'Little-game' hunters (Day 84)

Most of us are familiar and fascinated with 'big-game' animals like rhinos, elephants and tigers. Thankfully, they are now protected animals and their numbers have stabilised, but remain perilously low. For instance only around 3,000 tigers remain the in the wild.

By contrast, there are tens of millions of species of bacteria living in the wild. But even these are hard to capture and some are just as elusive as a Siberian Tiger.

Finding 'wild bacteria' is a major challenge. And it's not just their small size that's a problem. A bit like getting a panda to breed in a zoo, the overwhelming majority of microbes refuse to grow in the laboratory. This is despite decades of sci­en­tists’ best efforts to coax the microscopic organisms into action.

Queue the 'little-game' hunters like Slava Epstein, a biology professor at Northeastern University, who has dedicated his career to coming up with alternative methods for cultivating bacteria.

His favorite strategy is to take the lab bench into the wild. In nature, bac­teria are exposed to a host of nutrients and supportive chemicals that help them grow. But scientists don’t know which ones.

Rather than hunting rifles, Slava uses devices which incor­po­rate per­me­able mem­branes that allow sequestered bacteria to be exposed to the nutri­ents and mol­e­cules of their native environment.

But even this approach has limitations. Nat­ural com­pe­ti­tion between species, even in the wild, has restricted the number of species Epstein can suc­cess­fully iso­late this way. A few years ago he and his col­lab­o­rator Yoshiteru Aoi at Hiroshima Uni­ver­sity in Japan began to fan­ta­sise about a device that would permit just a single bac­te­rial cell to enter. Once inside, this cell would pro­lif­erate as in his other devices, but here it would be free of com­pe­ti­tion from other species. It would pro­vide a pure sample—just one species.

The answer to this challenge has come from a chemical engineer. Edgar Goluch, DiP­i­etro assis­tant pro­fessor in the Depart­ment of Chem­ical Engi­neering at North­eastern found the solution.

Ed's lab is focused on cre­ating microflu­idic devices for detecting var­ious bio­log­ical enti­ties, be it a bac­te­rial cell or an enzy­matic mol­e­cule. In 2012, he and Epstein teamed up to make a series of pro­to­type devices.

Ed explains his device like this: “Think of a five lane highway going down to one lane. That’s essen­tially what this does only for bac­teria.”

The tiny device con­sists of an inner chamber con­taining a food source, to which the only access is a micro­scopic pas­sageway just slightly nar­rower than a single cell.

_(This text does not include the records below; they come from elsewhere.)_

use crate::math::{transforms, Matrix4x4, Ray, Vec2, Vec3};

/// A pinhole camera.
///
/// The host pushes `origin`, `fov_angle` and the accumulated pitch and yaw
/// between frames; [Camera::recompute_basis] turns them into the orthonormal
/// frame and camera-to-world transform the frame renders with. Camera space
/// is right-handed with forward along +z.
#[derive(Clone)]
pub struct Camera {
    pub origin: Vec3<f32>,
    /// Horizontal field of view in degrees.
    pub fov_angle: f32,
    /// Accumulated rotation around the camera x-axis in radians.
    pub total_pitch: f32,
    /// Accumulated rotation around the world y-axis in radians.
    pub total_yaw: f32,
    forward: Vec3<f32>,
    camera_to_world: Matrix4x4<f32>,
    fov_scale: f32,
}

impl Camera {
    /// Creates a new `Camera` at `origin`. `fov_angle` is horizontal and in
    /// degrees.
    pub fn new(origin: Vec3<f32>, fov_angle: f32) -> Self {
        let mut ret = Self {
            origin,
            fov_angle,
            total_pitch: 0.0,
            total_yaw: 0.0,
            forward: Vec3::new(0.0, 0.0, 1.0),
            camera_to_world: Matrix4x4::identity(),
            fov_scale: 1.0,
        };
        ret.recompute_basis();
        ret
    }

    /// Rebuilds the camera frame from the mutable parameters.
    pub fn recompute_basis(&mut self) {
        self.fov_scale = (self.fov_angle.to_radians() / 2.0).tan();

        let rotation = &transforms::rotation_y(self.total_yaw)
            * &transforms::rotation_x(self.total_pitch);
        self.forward = rotation
            .transform_vector(Vec3::new(0.0, 0.0, 1.0))
            .normalized();

        let world_up = Vec3::new(0.0, 1.0, 0.0);
        let right = world_up.cross(self.forward).normalized();
        let up = self.forward.cross(right);

        self.camera_to_world = transforms::frame(right, up, self.forward, self.origin);
    }

    /// Returns the camera-to-world transform of the current basis.
    pub fn camera_to_world(&self) -> &Matrix4x4<f32> {
        &self.camera_to_world
    }

    /// Creates the primary [Ray] through the film position `p_film` on a
    /// film of resolution `res`.
    pub fn ray(&self, p_film: Vec2<f32>, res: Vec2<u16>) -> Ray<f32> {
        let width = res.x as f32;
        let height = res.y as f32;
        let aspect_ratio = width / height;

        let cx = ((2.0 * p_film.x / width) - 1.0) * aspect_ratio * self.fov_scale;
        let cy = (1.0 - (2.0 * p_film.y / height)) * self.fov_scale;
        let dir_camera = Vec3::new(cx, cy, 1.0).normalized();

        Ray::new(self.origin, self.camera_to_world.transform_vector(dir_camera))
    }
}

The pas­sageway is so small that the first cell to enter it gets stuck, blocking entry by any other cell or species. The trapped cell is still able to pro­lif­erate, how­ever, and when it does it fills up the inner chamber with a pure, single-​​species sample. Who­ever gets there first wins and gets all the stuff inside.

Slava explains how the devices can be used: “We’d like to throw these into any envi­ron­ment on the planet...the deep ocean, under the soil, into a pond... we don’t have to do any­thing, just build the devices and throw them into the envi­ron­ment. Nature does the rest.”

In order to reach that kind of range, Ed is working with a number of industry part­ners to stream­line and scale the fab­ri­ca­tion process.

Slava and his team are already testing the pro­to­types in Green­land for their first taste of real-​​world experimentation. And to quote Slava: "“Without Ed...we wouldn’t have been able to do anything.” Sound familiar to all you chemical engineers out there? Good luck with the 'little-game' hunting.